Corriere del Mezzogiorno (Campania)
«Vittorio Materazzo si difese strenuamente dal fratello» In aula arriva l’esame del Dna
Ascoltata la biologa. Un’amica: «Luca voleva il mio passaporto»
Vittorio Materazzo, l’ingegnere assassinato in viale Maria Cristina di Savoia il 28 novembre 2016, lottò disperatamente con il fratello Luca nel tentativo di strappargli di mano il coltello: è la ricostruzione plausibile di ciò che avvenne in base ai risultati dell’esame del Dna. Sull’arma, sulla visiera di un casco e su altri oggetti, infatti, sono state trovate tracce di Dna di entrambi i fratelli, come ha spiegato ieri la teste Elena Improta, biologa della polizia scientifica, al processo in cui Luca è imputato di omicidio.
Gli oggetti insanguinati vennero ritrovati dagli agenti della squadra mobile poco dopo il delitto, grazie alle indicazioni di un cugino della vittima che aveva inseguito l’assassino. Probabilmente, ritiene l’accusa, l’imputato non aveva previsto di essere seguito e contava di tornare a riprendere gli oggetti più tardi per distruggerli. Nel corso dell’udienza (il processo si sta svolgendo davanti alla I sezione della Corte d’Assise presieduta da Giuseppe Provitera) Luca Materazzo ha chiesto ancora una volta di rendere dichiarazioni spontanee e ancora una volta ha asserito di essere stato preso di mira dagli organi di informazione: «La stampa mi dà addosso, lo ha iniziato a fare anche prima dell’avviso di garanzia». Poi ha ribadito la sua innocenza e si è detto preoccupato di contrarre qualche malattia infettiva in carcere: «Temo di essere contagiato, il 70 per cento dei detenuti del padiglione dove mi trovo ha malattie contagiose». Infine ha affermato che decise di darsi latitante perché a Napoli non si sentiva sicuro: «A casa mia poteva entrare chiunque. Temevo di mettere in pericolo anche i miei amici».
La testimonianza di un’amica, Valentina Guglielmi, ha invece fatto chiarezza su come Luca trascorse gli ultimi giorni a Napoli prima di fuggire in Spagna, dove è stato arrestato agli inizi di que- st’anno. La giovane ha aggiunto un altro particolare sconcertante: un avvocato consigliò all’attuale imputato di allontanarsi da Napoli. «Accompagnai Luca da un avvocato — ha detto la teste — il quale gli disse: se fosse mio cliente le consiglierei di andarsene». La ragazza, dopo l’omicidio di Vittorio, tornò a Napoli da Milano, dove si trovava, per incontrare Luca a cui era legato da una vecchia amicizia. I primi di dicembre, tra il 3 e il 10, Luca Materazzo ha anche vissuto a casa dei genitori di Valentina, dalla quale è poi andato via, senza neanche salutarla, la mattina di domenica 10 dicembre. Da quel momento si sono perse le tracce di Luca, che sarebbe stato individuato e arrestato nei primi giorni di gennaio 2018, a Siviglia, in Spagna, dove aveva trovato lavoro in un bar.
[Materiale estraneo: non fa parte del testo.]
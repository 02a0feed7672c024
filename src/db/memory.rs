// SPDX-License-Identifier: MIT
// SPDX-FileCopyrightText: 2025 Jonathan D. A. Jewell <hyperpolymath>

//! In-process store for dry runs and tests

use chrono::{DateTime, Utc};
use std::path::Path;
use std::sync::{Mutex, MutexGuard};

use super::{new_session_id, SessionStore};
use crate::models::{FileMetadata, ProcessingSession, SessionStatus, SessionUpdate};
use crate::{OrderlyError, Result};

#[derive(Debug, Default)]
struct MemoryState {
    sessions: Vec<ProcessingSession>,
    files: Vec<FileMetadata>,
}

/// Keeps everything in memory behind a mutex
#[derive(Debug, Default)]
pub struct MemoryStore {
    state: Mutex<MemoryState>,
}

impl MemoryStore {
    pub fn new() -> Self {
        Self::default()
    }

    fn lock(&self) -> Result<MutexGuard<'_, MemoryState>> {
        self.state
            .lock()
            .map_err(|_| OrderlyError::Store("Memory store lock poisoned".to_string()))
    }
}

impl MemoryState {
    fn session_mut(&mut self, session_id: &str) -> Result<&mut ProcessingSession> {
        self.sessions
            .iter_mut()
            .find(|s| s.session_id == session_id)
            .ok_or_else(|| OrderlyError::SessionNotFound(session_id.to_string()))
    }
}

impl SessionStore for MemoryStore {
    fn create_session(&self, input_dir: &Path, output_dir: &Path) -> Result<String> {
        let session = ProcessingSession::new(
            new_session_id(),
            input_dir.to_path_buf(),
            output_dir.to_path_buf(),
        );
        let id = session.session_id.clone();
        self.lock()?.sessions.push(session);
        Ok(id)
    }

    fn update_session(&self, session_id: &str, update: &SessionUpdate) -> Result<()> {
        let mut state = self.lock()?;
        update.apply_to(state.session_mut(session_id)?);
        Ok(())
    }

    fn finalize_session(
        &self,
        session_id: &str,
        status: SessionStatus,
        completed_at: DateTime<Utc>,
        error: Option<&str>,
    ) -> Result<()> {
        let mut state = self.lock()?;
        state
            .session_mut(session_id)?
            .finalize(status, completed_at, error.map(String::from))
    }

    fn create_file_record(&self, session_id: &str, metadata: &FileMetadata) -> Result<()> {
        let mut state = self.lock()?;
        state.session_mut(session_id)?;

        let clash = state
            .files
            .iter()
            .any(|f| f.session_id == session_id && f.new_path == metadata.new_path);
        if clash {
            return Err(OrderlyError::Store(format!(
                "Destination already recorded: {}",
                metadata.new_path.display()
            )));
        }

        let mut record = metadata.clone();
        record.session_id = session_id.to_string();
        state.files.push(record);
        Ok(())
    }

    fn get_session(&self, session_id: &str) -> Result<Option<ProcessingSession>> {
        Ok(self
            .lock()?
            .sessions
            .iter()
            .find(|s| s.session_id == session_id)
            .cloned())
    }

    fn list_sessions(&self) -> Result<Vec<ProcessingSession>> {
        let mut sessions = self.lock()?.sessions.clone();
        // Stable, so sessions started in the same instant keep creation order reversed
        sessions.reverse();
        sessions.sort_by(|a, b| b.started_at.cmp(&a.started_at));
        Ok(sessions)
    }

    fn list_files(&self, session_id: Option<&str>) -> Result<Vec<FileMetadata>> {
        Ok(self
            .lock()?
            .files
            .iter()
            .filter(|f| session_id.map_or(true, |id| f.session_id == id))
            .cloned()
            .collect())
    }
}

#[cfg(test)]
mod tests {
    use super::*;
    use crate::db::tests::{exercise_store, sample_file};

    #[test]
    fn test_memory_store() {
        exercise_store(&MemoryStore::new());
    }

    #[test]
    fn test_newest_session_first() {
        let store = MemoryStore::new();
        let first = store.create_session(Path::new("/a"), Path::new("/b")).unwrap();
        let second = store.create_session(Path::new("/c"), Path::new("/d")).unwrap();

        let ids: Vec<String> = store
            .list_sessions()
            .unwrap()
            .into_iter()
            .map(|s| s.session_id)
            .collect();
        assert_eq!(ids, vec![second, first]);
    }

    #[test]
    fn test_record_takes_store_session_id() {
        let store = MemoryStore::new();
        let id = store.create_session(Path::new("/a"), Path::new("/b")).unwrap();
        store.create_file_record(&id, &sample_file("other", "a.txt", 0)).unwrap();
        assert_eq!(store.list_files(Some(&id)).unwrap()[0].session_id, id);
    }
}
Valentina Guglielmi ha anche raccontato di avere ricevuto una insolita richiesta dall’amico durante il soggiorno di quest’ultimo a casa dei suoi genitori: «Mi chiese se potevo dargli il mio passaporto. Gli risposi: ma cosa te ne fai, io ho i capelli lunghi, sono piccolina... Mi rispose: mi metto la parrucca». La teste ha spiegato di non avere dato molto peso a questa insolita richiesta in quanto credeva che «Luca scherzasse».
Il processo riprenderà il prossimo 25 ottobre con l’escussione degli ultimi testi, tra cui la vedova di Vittorio Materazzo, Elena Grande.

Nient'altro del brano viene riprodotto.